The second angel, Zikiel, gave him an odd look. "What do you mean?"
"Well, they managed to evade you, sneak through a garrison, get to the forest, and then go deep enough in it to get lost." Gabriel listed. "Quite the escape artists, I'd say. They'll be great when they get older."
"...Yes." Seraphiel nodded considerately. "...You are right. For now, we'll just... make sure they know not to run off. Thank you, brother."
Gabriel let out a hum of response, turning to leave, when Zikiel spoke again. "I don't recognize you, brother, and my apologies. Remind me of your true name?"
He paused. "...Riel." He finally answered, then spread his wings and took to the air again.

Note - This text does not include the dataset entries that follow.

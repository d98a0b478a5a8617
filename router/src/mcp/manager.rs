//! MCP Connection Manager
//!
//! Owns every live connection. Endpoints are opened concurrently and
//! independently; a failing endpoint is logged and left out. Connections are
//! torn down last-opened-first, either explicitly through `shutdown` or when
//! the manager is dropped.

use std::sync::Arc;
use std::time::Duration;

use futures_util::future::join_all;
use serde_json::Value;

use super::connection::Connection;
use super::session::Connector;
use super::types::ServerEndpoint;
use crate::error::{ConnectionError, ConnectionErrorKind, ToolExecutionError};

/// Default bound on transport setup plus handshake
pub const DEFAULT_CONNECT_TIMEOUT: Duration = Duration::from_secs(30);

/// Default bound on a single tool call
pub const DEFAULT_CALL_TIMEOUT: Duration = Duration::from_secs(60);

/// Timeouts applied by the manager
#[derive(Debug, Clone, Copy)]
pub struct ConnectOptions {
    pub connect_timeout: Duration,
    pub call_timeout: Duration,
}

impl Default for ConnectOptions {
    fn default() -> Self {
        Self {
            connect_timeout: DEFAULT_CONNECT_TIMEOUT,
            call_timeout: DEFAULT_CALL_TIMEOUT,
        }
    }
}

/// Connection manager for a set of tool servers
pub struct ConnectionManager {
    /// Live connections in acquisition order
    connections: Vec<Arc<Connection>>,
    failures: Vec<ConnectionError>,
    shut_down: bool,
}

impl ConnectionManager {
    /// Connect to every endpoint. Never fails as a whole: unreachable
    /// endpoints are recorded in `failures()` and skipped.
    pub async fn connect(
        endpoints: &[ServerEndpoint],
        connector: &dyn Connector,
        options: ConnectOptions,
    ) -> Self {
        tracing::info!("Connecting to {} MCP server(s)", endpoints.len());

        let attempts = endpoints.iter().map(|endpoint| async move {
            tracing::info!(
                "Attempting connection to {} at {}",
                endpoint.name(),
                endpoint.address()
            );
            match tokio::time::timeout(options.connect_timeout, connector.open(endpoint)).await {
                Ok(result) => result,
                Err(_) => Err(ConnectionError::new(
                    endpoint.name(),
                    ConnectionErrorKind::Timeout(options.connect_timeout),
                )),
            }
        });

        // join_all keeps input order, which fixes the acquisition order
        let results = join_all(attempts).await;

        let mut connections = Vec::new();
        let mut failures = Vec::new();
        for (endpoint, result) in endpoints.iter().zip(results) {
            match result {
                Ok(session) => {
                    tracing::info!("Connected to {}", endpoint.name());
                    connections.push(Arc::new(Connection::new(
                        endpoint.clone(),
                        session,
                        options.call_timeout,
                    )));
                }
                Err(e) => {
                    tracing::warn!("{}", e);
                    failures.push(e);
                }
            }
        }

        Self {
            connections,
            failures,
            shut_down: false,
        }
    }

    /// Live connections in the order they were opened
    pub fn connections(&self) -> &[Arc<Connection>] {
        &self.connections
    }

    /// Look up a connection by endpoint name
    pub fn get(&self, name: &str) -> Option<&Arc<Connection>> {
        self.connections.iter().find(|c| c.name() == name)
    }

    /// Names of connected servers
    pub fn server_names(&self) -> Vec<String> {
        self.connections.iter().map(|c| c.name().to_string()).collect()
    }

    /// Endpoints that could not be connected
    pub fn failures(&self) -> &[ConnectionError] {
        &self.failures
    }

    pub fn is_empty(&self) -> bool {
        self.connections.is_empty()
    }

    /// Call a tool on a connection. Every failure, including transport
    /// faults and timeouts, comes back as a `ToolExecutionError`.
    pub async fn send_call(
        &self,
        connection: &Connection,
        tool_name: &str,
        arguments: Value,
    ) -> Result<String, ToolExecutionError> {
        if self.shut_down || !connection.is_open() {
            return Err(ToolExecutionError::ConnectionClosed {
                server: connection.name().to_string(),
            });
        }

        tracing::info!("Executing tool: {} on {}", tool_name, connection.name());
        tracing::debug!("Arguments for {}: {}", tool_name, arguments);

        let result = connection.call_tool(tool_name, arguments).await;
        match &result {
            Ok(text) => tracing::info!(
                "Tool {} returned: {}",
                tool_name,
                preview(text, 100)
            ),
            Err(e) => tracing::warn!("{}", e),
        }
        result
    }

    /// Close every connection, last-opened first
    pub async fn shutdown(&mut self) {
        if self.shut_down {
            return;
        }
        self.shut_down = true;

        tracing::info!("Shutting down {} connection(s)", self.connections.len());
        for connection in self.connections.iter().rev() {
            connection.close().await;
        }
        self.connections.clear();
    }
}

impl Drop for ConnectionManager {
    fn drop(&mut self) {
        while let Some(connection) = self.connections.pop() {
            connection.abort();
        }
    }
}

fn preview(text: &str, max_chars: usize) -> String {
    match text.char_indices().nth(max_chars) {
        Some((idx, _)) => format!("{}...", &text[..idx]),
        None => text.to_string(),
    }
}
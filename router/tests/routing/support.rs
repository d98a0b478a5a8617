//! Fake tool servers and a scripted model

use std::collections::{HashMap, VecDeque};
use std::sync::{Arc, Mutex};
use std::time::Duration;

use anyhow::{bail, Result};
use async_trait::async_trait;
use serde_json::{json, Map, Value};

use mcp_router::error::{ConnectionError, ConnectionErrorKind, ModelInvocationError};
use mcp_router::llm::{ModelClient, ModelReply, ModelRequest, ToolChoice};
use mcp_router::mcp::{ConnectOptions, Connector, McpTool, ServerEndpoint, ToolOutput, ToolSession};
use mcp_router::Router;

/// A server that knows a fixed set of tools
#[derive(Clone)]
pub struct FakeServer {
    tools: Vec<McpTool>,
    delay: Duration,
    failing: Vec<String>,
}

impl FakeServer {
    /// Integer arithmetic: add, subtract
    pub fn calc() -> Self {
        Self {
            tools: vec![
                McpTool::new(
                    "add",
                    "Adds two integer numbers together.",
                    json!({
                        "type": "object",
                        "properties": {"a": {"type": "integer"}, "b": {"type": "integer"}},
                        "required": ["a", "b"]
                    }),
                ),
                McpTool::new("subtract", "Subtracts b from a.", json!({"type": "object"})),
            ],
            delay: Duration::ZERO,
            failing: Vec::new(),
        }
    }

    pub fn with_tools(names: &[&str]) -> Self {
        Self {
            tools: names
                .iter()
                .map(|n| McpTool::new(*n, format!("{} tool", n), json!({"type": "object"})))
                .collect(),
            delay: Duration::ZERO,
            failing: Vec::new(),
        }
    }

    /// Every call sleeps this long before answering
    pub fn with_delay(mut self, delay: Duration) -> Self {
        self.delay = delay;
        self
    }

    /// Calls to `tool` come back flagged as errors
    pub fn failing(mut self, tool: &str) -> Self {
        self.failing.push(tool.to_string());
        self
    }
}

struct FakeSession {
    server: String,
    behavior: FakeServer,
    completed: Arc<Mutex<Vec<String>>>,
    closed: Arc<Mutex<Vec<String>>>,
}

#[async_trait]
impl ToolSession for FakeSession {
    async fn list_tools(&self) -> Result<Vec<McpTool>> {
        Ok(self.behavior.tools.clone())
    }

    async fn call_tool(&self, name: &str, arguments: Option<Map<String, Value>>) -> Result<ToolOutput> {
        if !self.behavior.delay.is_zero() {
            tokio::time::sleep(self.behavior.delay).await;
        }
        self.completed.lock().unwrap().push(name.to_string());

        if self.behavior.failing.iter().any(|t| t == name) {
            return Ok(ToolOutput::error("boom"));
        }

        let args = arguments.unwrap_or_default();
        let a = args.get("a").and_then(Value::as_i64).unwrap_or(0);
        let b = args.get("b").and_then(Value::as_i64).unwrap_or(0);
        match name {
            "add" => Ok(ToolOutput::text((a + b).to_string())),
            "subtract" => Ok(ToolOutput::text((a - b).to_string())),
            other if self.behavior.tools.iter().any(|t| t.name == other) => {
                Ok(ToolOutput::text(format!("{} from {}", other, self.server)))
            }
            other => bail!("unknown tool {}", other),
        }
    }

    async fn close(&mut self) -> Result<()> {
        self.closed.lock().unwrap().push(self.server.clone());
        Ok(())
    }
}

/// Connects to registered fake servers; every other endpoint is unreachable
#[derive(Default)]
pub struct FakeConnector {
    servers: HashMap<String, FakeServer>,
    completed: Arc<Mutex<Vec<String>>>,
    closed: Arc<Mutex<Vec<String>>>,
}

impl FakeConnector {
    pub fn new() -> Self {
        Self::default()
    }

    pub fn serve(mut self, name: &str, server: FakeServer) -> Self {
        self.servers.insert(name.to_string(), server);
        self
    }

    /// Names of tools whose calls finished, in completion order
    pub fn completed(&self) -> Vec<String> {
        self.completed.lock().unwrap().clone()
    }

    /// Names of closed sessions, in close order
    pub fn closed(&self) -> Vec<String> {
        self.closed.lock().unwrap().clone()
    }
}

#[async_trait]
impl Connector for FakeConnector {
    async fn open(&self, endpoint: &ServerEndpoint) -> Result<Box<dyn ToolSession>, ConnectionError> {
        match self.servers.get(endpoint.name()) {
            Some(server) => Ok(Box::new(FakeSession {
                server: endpoint.name().to_string(),
                behavior: server.clone(),
                completed: self.completed.clone(),
                closed: self.closed.clone(),
            })),
            None => Err(ConnectionError::new(
                endpoint.name(),
                ConnectionErrorKind::Transport("connection refused".to_string()),
            )),
        }
    }
}

/// What the model saw on one round
#[derive(Debug, Clone)]
pub struct SeenRequest {
    pub turns: usize,
    pub tool_names: Vec<String>,
    pub tool_choice: ToolChoice,
}

/// Replays canned replies in order
#[derive(Clone, Default)]
pub struct ScriptedModel {
    replies: Arc<Mutex<VecDeque<Result<ModelReply, ModelInvocationError>>>>,
    seen: Arc<Mutex<Vec<SeenRequest>>>,
}

impl ScriptedModel {
    pub fn new(replies: Vec<Result<ModelReply, ModelInvocationError>>) -> Self {
        Self {
            replies: Arc::new(Mutex::new(replies.into())),
            seen: Arc::default(),
        }
    }

    pub fn seen(&self) -> Vec<SeenRequest> {
        self.seen.lock().unwrap().clone()
    }
}

#[async_trait]
impl ModelClient for ScriptedModel {
    async fn complete(&self, request: ModelRequest<'_>) -> Result<ModelReply, ModelInvocationError> {
        self.seen.lock().unwrap().push(SeenRequest {
            turns: request.turns.len(),
            tool_names: request.tools.iter().map(|t| t.name.clone()).collect(),
            tool_choice: request.tool_choice,
        });
        self.replies
            .lock()
            .unwrap()
            .pop_front()
            .unwrap_or_else(|| Err(ModelInvocationError::Malformed("script exhausted".to_string())))
    }

    fn model(&self) -> &str {
        "scripted"
    }
}

pub fn endpoints(names: &[&str]) -> Vec<ServerEndpoint> {
    names
        .iter()
        .map(|n| ServerEndpoint::http(*n, format!("http://{}.local/mcp", n)))
        .collect()
}

pub async fn connect_router(names: &[&str], connector: &FakeConnector, model: &ScriptedModel) -> Router {
    Router::connect(
        &endpoints(names),
        connector,
        ConnectOptions::default(),
        Box::new(model.clone()),
    )
    .await
}
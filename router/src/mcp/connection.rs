//! A live connection to one tool server

use std::sync::atomic::{AtomicBool, Ordering};
use std::time::{Duration, Instant};

use serde_json::Value;
use tokio::sync::Mutex;

use super::session::ToolSession;
use super::types::{McpTool, ServerEndpoint};
use crate::error::{ConnectionError, ConnectionErrorKind, ToolExecutionError};

/// One initialized session bound to an endpoint.
///
/// Usable between a successful handshake and teardown. Calls are serialized:
/// at most one request is in flight per connection.
pub struct Connection {
    endpoint: ServerEndpoint,
    session: Mutex<Option<Box<dyn ToolSession>>>,
    open: AtomicBool,
    call_timeout: Duration,
}

impl Connection {
    pub(crate) fn new(
        endpoint: ServerEndpoint,
        session: Box<dyn ToolSession>,
        call_timeout: Duration,
    ) -> Self {
        Self {
            endpoint,
            session: Mutex::new(Some(session)),
            open: AtomicBool::new(true),
            call_timeout,
        }
    }

    pub fn name(&self) -> &str {
        self.endpoint.name()
    }

    pub fn endpoint(&self) -> &ServerEndpoint {
        &self.endpoint
    }

    pub fn is_open(&self) -> bool {
        self.open.load(Ordering::Acquire)
    }

    /// Tools advertised by the server
    pub async fn list_tools(&self) -> Result<Vec<McpTool>, ConnectionError> {
        let fail = |kind| ConnectionError::new(self.name(), kind);

        let guard = self.session.lock().await;
        let session = guard.as_deref().ok_or_else(|| fail(ConnectionErrorKind::Closed))?;

        tokio::time::timeout(self.call_timeout, session.list_tools())
            .await
            .map_err(|_| fail(ConnectionErrorKind::Timeout(self.call_timeout)))?
            .map_err(|e| fail(ConnectionErrorKind::Transport(format!("{:#}", e))))
    }

    /// Call a tool and return its flattened text
    pub async fn call_tool(&self, tool: &str, arguments: Value) -> Result<String, ToolExecutionError> {
        let arguments = match arguments {
            Value::Object(map) => Some(map),
            Value::Null => None,
            other => {
                return Err(ToolExecutionError::InvalidArguments {
                    tool: tool.to_string(),
                    reason: format!("got {}", other),
                })
            }
        };

        let guard = self.session.lock().await;
        let session = guard.as_deref().ok_or_else(|| ToolExecutionError::ConnectionClosed {
            server: self.name().to_string(),
        })?;

        let start = Instant::now();
        let output = tokio::time::timeout(self.call_timeout, session.call_tool(tool, arguments))
            .await
            .map_err(|_| ToolExecutionError::Timeout {
                tool: tool.to_string(),
                after: self.call_timeout,
            })?
            .map_err(|e| ToolExecutionError::Transport {
                tool: tool.to_string(),
                message: format!("{:#}", e),
            })?;

        tracing::debug!(
            "'{}' on '{}' finished in {}ms",
            tool,
            self.name(),
            start.elapsed().as_millis()
        );

        if output.is_error {
            return Err(ToolExecutionError::Reported {
                tool: tool.to_string(),
                message: output.text,
            });
        }
        Ok(output.text)
    }

    /// Close the transport. Later calls fail with `ConnectionClosed`.
    pub async fn close(&self) {
        self.open.store(false, Ordering::Release);
        let session = self.session.lock().await.take();
        if let Some(mut session) = session {
            tracing::info!("Closing connection to '{}'", self.name());
            if let Err(e) = session.close().await {
                tracing::warn!("Error closing connection to '{}': {:#}", self.name(), e);
            }
        }
    }

    /// Drop the session without the async close handshake
    pub(crate) fn abort(&self) {
        self.open.store(false, Ordering::Release);
        match self.session.try_lock() {
            Ok(mut guard) => {
                if guard.take().is_some() {
                    tracing::debug!("Aborted connection to '{}'", self.name());
                }
            }
            Err(_) => tracing::warn!("Connection to '{}' busy during abort", self.name()),
        }
    }
}

impl std::fmt::Debug for Connection {
    fn fmt(&self, f: &mut std::fmt::Formatter<'_>) -> std::fmt::Result {
        f.debug_struct("Connection")
            .field("endpoint", &self.endpoint)
            .field("open", &self.is_open())
            .finish()
    }
}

Och glanced up just in time to watch him go, lifting a hand to wave. "...Bye, Riel."
Gabriel, briefly, wished that he was more selfish.
When he made it to the cave, or as he jokingly called it, Silence Cavern, Gabriel felt peace and exhaustion sweep him.
Everything was exactly how it was the day he left it. The cotton bed was rolled up, the notes for where he was going to go once on Earth, his carvings on the wall, everything. Not a speck of dust, out of place.
Just now, Gabriel himself was.
He wasn't... that, anymore. That Gabriel wanted out. This Gabriel... he wanted to come back.
He couldn't though.
So, unrolling the cotton pad, Gabriel lay down and shut his eyes, determining that he didn't deserve anything that anyone gave him.
Blissfully, he didn't continue on that train of thought for long.
He fell asleep before that.
{December, 2013}
Tabris made the perfect choice.
Golden wings, marked with deep brown rather similarly to his own. Silver feather-shafts rather than full on gold, but close enough. He could shift the colour pretty easily. The burning on her feathers would also be easy to fake.
She had died in the fall, but had crashed a good distance from anyone else. She had burned up so fast that she barely had time to scream, her excruciating pain condensed into the span of seconds rather than minutes. It had probably been easier than anyone else's death.
Gabriel knew, because he had been the one to pull her body out of a sand crater in the Sahara.
The shifting dust had long-since covered up the burn-marks where her wings should've been, though some kicking uncovered glass pieces in the shape of feathers.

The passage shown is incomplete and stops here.